» **TRY IT**:
Copy whichever lines of the data hold the word "that".

BEGIN

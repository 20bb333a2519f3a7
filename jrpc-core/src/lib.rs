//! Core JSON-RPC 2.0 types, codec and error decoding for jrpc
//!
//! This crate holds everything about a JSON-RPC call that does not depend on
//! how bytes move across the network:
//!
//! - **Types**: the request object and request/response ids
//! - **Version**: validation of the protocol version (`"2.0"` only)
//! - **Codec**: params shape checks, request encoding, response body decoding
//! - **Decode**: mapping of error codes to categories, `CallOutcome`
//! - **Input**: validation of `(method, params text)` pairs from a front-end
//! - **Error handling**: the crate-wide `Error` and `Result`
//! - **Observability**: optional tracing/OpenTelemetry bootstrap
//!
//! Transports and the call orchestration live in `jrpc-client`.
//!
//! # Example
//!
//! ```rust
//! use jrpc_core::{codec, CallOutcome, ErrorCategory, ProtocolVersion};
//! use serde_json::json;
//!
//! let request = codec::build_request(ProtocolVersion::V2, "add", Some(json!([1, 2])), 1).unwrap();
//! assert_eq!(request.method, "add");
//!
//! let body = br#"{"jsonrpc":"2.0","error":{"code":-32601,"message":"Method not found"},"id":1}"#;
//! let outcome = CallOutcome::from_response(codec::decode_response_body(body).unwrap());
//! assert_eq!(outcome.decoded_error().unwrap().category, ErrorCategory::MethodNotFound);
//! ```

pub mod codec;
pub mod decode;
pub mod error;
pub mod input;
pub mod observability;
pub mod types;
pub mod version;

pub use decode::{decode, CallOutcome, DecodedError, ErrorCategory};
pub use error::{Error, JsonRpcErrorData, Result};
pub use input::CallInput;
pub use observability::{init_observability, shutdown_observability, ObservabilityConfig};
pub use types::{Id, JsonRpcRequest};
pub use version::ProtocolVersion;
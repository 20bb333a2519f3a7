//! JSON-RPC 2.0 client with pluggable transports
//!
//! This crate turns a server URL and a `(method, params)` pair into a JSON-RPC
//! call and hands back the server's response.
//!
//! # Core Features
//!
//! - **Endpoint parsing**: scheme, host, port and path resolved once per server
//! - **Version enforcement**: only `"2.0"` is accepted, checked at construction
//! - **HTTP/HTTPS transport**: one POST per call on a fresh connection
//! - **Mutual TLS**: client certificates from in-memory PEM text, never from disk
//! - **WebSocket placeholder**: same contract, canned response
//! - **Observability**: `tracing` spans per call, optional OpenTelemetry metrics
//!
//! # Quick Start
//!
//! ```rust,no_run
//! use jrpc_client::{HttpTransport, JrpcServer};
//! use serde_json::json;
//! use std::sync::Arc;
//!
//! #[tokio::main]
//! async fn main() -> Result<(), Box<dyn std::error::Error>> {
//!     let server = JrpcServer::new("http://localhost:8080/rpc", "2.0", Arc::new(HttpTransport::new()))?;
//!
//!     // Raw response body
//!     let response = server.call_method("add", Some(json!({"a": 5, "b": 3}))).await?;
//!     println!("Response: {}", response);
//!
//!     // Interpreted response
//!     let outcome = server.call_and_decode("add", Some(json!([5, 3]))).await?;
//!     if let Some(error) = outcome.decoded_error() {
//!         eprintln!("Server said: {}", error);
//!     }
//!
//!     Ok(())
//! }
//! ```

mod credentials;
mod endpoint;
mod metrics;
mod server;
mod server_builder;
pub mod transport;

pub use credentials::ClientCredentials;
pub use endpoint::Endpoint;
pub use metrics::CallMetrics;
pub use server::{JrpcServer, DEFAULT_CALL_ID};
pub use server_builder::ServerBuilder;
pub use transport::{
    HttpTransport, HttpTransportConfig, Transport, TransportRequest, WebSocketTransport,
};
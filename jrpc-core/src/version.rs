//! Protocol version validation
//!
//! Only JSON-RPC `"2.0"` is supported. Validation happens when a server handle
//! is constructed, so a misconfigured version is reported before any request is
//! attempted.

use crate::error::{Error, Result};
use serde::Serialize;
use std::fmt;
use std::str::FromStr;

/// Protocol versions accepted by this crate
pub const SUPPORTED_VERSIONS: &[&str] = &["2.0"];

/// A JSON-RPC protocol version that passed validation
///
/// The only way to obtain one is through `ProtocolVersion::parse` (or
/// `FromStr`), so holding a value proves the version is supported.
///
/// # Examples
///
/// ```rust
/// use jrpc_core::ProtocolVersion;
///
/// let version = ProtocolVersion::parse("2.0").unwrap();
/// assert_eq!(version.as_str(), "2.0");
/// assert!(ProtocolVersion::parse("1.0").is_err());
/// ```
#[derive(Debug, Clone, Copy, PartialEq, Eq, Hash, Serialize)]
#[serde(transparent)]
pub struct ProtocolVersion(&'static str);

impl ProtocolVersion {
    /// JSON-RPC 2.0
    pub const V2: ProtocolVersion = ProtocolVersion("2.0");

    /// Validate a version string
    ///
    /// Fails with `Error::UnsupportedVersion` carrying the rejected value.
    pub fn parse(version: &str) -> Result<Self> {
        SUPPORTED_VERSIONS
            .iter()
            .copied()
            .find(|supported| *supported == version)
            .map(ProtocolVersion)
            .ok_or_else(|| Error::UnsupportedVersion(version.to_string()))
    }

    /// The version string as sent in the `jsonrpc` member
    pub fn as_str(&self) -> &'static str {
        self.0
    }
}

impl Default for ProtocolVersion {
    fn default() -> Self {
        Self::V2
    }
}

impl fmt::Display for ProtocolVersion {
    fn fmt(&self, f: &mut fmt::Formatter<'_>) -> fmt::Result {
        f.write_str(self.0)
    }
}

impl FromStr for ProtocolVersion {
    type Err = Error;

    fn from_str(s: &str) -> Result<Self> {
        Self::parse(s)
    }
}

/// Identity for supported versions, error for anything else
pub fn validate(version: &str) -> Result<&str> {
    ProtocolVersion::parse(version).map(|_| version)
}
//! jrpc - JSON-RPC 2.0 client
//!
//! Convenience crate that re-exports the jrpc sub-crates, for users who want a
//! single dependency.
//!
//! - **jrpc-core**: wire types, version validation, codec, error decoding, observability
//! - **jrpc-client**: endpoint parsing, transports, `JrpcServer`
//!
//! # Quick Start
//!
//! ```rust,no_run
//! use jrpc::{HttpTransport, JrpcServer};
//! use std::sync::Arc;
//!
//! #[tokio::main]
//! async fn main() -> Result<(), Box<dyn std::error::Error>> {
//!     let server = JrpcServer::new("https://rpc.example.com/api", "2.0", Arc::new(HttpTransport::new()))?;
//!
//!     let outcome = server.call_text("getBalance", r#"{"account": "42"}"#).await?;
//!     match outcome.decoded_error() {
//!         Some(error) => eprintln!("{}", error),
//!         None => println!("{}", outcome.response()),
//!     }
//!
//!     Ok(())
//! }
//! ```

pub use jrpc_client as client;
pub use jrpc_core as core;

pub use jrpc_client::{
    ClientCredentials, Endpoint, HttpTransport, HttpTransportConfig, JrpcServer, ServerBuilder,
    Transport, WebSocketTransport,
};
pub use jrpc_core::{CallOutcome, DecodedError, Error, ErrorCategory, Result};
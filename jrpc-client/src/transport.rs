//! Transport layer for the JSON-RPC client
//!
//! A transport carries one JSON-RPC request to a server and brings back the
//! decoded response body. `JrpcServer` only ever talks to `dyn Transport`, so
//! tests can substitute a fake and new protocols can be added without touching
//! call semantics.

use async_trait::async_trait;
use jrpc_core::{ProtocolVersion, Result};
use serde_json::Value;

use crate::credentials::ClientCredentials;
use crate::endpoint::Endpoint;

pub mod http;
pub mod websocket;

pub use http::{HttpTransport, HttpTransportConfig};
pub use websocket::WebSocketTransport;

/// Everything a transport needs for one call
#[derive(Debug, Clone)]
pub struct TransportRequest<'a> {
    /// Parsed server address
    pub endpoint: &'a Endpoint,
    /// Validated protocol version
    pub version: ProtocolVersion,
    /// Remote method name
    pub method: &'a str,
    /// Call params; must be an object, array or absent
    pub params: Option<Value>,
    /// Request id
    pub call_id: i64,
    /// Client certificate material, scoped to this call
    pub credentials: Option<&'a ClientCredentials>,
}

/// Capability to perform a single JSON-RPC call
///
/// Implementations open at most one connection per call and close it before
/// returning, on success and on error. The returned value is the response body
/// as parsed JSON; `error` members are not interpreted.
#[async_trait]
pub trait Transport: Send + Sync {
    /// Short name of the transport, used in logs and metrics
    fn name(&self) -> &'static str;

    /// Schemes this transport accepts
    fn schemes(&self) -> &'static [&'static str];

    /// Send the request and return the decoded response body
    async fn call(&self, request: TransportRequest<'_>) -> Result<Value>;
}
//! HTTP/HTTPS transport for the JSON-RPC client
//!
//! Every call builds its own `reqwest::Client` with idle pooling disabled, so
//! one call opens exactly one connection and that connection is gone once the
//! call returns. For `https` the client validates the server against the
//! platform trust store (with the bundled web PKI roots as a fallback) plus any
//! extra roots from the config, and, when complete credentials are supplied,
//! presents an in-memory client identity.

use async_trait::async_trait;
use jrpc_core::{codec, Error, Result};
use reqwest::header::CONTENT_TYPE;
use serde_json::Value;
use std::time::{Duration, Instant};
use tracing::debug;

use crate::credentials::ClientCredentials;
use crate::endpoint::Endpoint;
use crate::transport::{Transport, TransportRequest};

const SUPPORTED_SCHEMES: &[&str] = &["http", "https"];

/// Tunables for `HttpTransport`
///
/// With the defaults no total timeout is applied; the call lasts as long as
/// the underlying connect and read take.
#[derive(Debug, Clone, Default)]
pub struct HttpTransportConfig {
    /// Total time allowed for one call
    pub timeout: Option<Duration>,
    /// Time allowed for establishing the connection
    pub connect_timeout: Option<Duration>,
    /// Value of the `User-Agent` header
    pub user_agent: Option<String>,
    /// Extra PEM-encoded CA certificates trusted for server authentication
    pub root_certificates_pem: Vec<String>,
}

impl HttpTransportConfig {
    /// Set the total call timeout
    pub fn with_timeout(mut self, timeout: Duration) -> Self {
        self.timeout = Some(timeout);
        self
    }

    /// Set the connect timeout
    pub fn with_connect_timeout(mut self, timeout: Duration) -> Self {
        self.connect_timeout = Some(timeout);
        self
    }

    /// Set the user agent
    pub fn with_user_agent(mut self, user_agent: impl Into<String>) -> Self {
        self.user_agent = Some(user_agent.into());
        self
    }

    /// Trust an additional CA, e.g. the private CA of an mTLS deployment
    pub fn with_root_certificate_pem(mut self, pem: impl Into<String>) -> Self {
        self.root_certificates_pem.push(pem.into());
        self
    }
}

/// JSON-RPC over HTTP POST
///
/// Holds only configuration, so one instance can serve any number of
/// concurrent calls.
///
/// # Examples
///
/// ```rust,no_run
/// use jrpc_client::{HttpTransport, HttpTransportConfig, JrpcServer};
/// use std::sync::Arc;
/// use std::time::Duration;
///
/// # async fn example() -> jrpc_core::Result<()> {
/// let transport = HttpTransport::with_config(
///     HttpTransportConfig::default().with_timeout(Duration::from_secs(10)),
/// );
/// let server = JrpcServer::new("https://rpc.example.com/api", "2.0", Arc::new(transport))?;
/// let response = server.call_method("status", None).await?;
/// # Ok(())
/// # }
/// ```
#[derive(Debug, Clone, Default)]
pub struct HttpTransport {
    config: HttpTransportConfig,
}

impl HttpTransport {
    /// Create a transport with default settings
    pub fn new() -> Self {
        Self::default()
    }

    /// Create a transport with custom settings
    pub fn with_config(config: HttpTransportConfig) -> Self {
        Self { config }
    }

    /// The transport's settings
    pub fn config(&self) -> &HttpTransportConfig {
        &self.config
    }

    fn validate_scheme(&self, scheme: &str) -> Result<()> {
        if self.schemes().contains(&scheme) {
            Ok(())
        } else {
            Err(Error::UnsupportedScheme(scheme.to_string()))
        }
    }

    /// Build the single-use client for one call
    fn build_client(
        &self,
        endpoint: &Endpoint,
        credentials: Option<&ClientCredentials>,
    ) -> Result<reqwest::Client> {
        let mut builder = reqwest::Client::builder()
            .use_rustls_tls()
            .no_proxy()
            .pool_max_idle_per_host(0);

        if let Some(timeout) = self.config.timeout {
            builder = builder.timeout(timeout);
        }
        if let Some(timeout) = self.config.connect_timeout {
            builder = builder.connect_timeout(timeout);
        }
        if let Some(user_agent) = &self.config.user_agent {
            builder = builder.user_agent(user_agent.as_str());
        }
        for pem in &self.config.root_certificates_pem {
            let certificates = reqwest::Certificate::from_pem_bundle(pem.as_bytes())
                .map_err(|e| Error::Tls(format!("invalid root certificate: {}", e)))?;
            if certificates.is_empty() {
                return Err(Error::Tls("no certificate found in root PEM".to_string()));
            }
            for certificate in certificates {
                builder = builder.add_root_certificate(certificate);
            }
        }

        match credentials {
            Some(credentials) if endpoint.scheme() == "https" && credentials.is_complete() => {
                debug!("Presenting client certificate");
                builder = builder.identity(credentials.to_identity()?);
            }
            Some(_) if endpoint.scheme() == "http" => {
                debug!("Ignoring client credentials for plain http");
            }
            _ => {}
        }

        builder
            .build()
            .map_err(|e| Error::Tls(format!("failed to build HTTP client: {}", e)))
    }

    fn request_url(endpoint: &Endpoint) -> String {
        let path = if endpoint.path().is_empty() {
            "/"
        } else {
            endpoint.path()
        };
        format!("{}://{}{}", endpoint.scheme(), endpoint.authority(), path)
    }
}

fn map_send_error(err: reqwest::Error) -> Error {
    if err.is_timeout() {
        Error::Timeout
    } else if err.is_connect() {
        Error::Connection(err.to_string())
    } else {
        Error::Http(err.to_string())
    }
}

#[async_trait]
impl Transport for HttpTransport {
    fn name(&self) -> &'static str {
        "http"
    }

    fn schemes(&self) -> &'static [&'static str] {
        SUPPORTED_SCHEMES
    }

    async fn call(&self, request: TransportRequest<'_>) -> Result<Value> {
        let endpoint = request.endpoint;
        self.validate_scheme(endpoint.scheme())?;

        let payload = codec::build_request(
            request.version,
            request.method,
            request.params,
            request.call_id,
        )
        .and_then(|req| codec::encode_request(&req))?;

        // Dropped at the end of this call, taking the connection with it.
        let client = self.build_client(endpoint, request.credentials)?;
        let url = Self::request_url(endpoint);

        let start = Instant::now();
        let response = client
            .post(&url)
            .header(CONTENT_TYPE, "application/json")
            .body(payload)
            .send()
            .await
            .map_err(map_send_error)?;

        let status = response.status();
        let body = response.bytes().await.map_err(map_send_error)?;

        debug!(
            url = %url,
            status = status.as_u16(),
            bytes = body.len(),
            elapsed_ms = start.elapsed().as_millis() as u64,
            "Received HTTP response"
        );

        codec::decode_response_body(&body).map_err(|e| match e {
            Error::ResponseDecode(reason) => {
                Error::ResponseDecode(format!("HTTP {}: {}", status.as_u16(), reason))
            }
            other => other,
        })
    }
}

END

» **EXERCISE ANSWER**:
//! This crate holds everything about a JSON-RPC call that does not depend on
/// A JSON-RPC protocol version that passed validation
//! Convenience crate that re-exports the jrpc sub-crates, for users who want a
//! one call opens exactly one connection and that connection is gone once the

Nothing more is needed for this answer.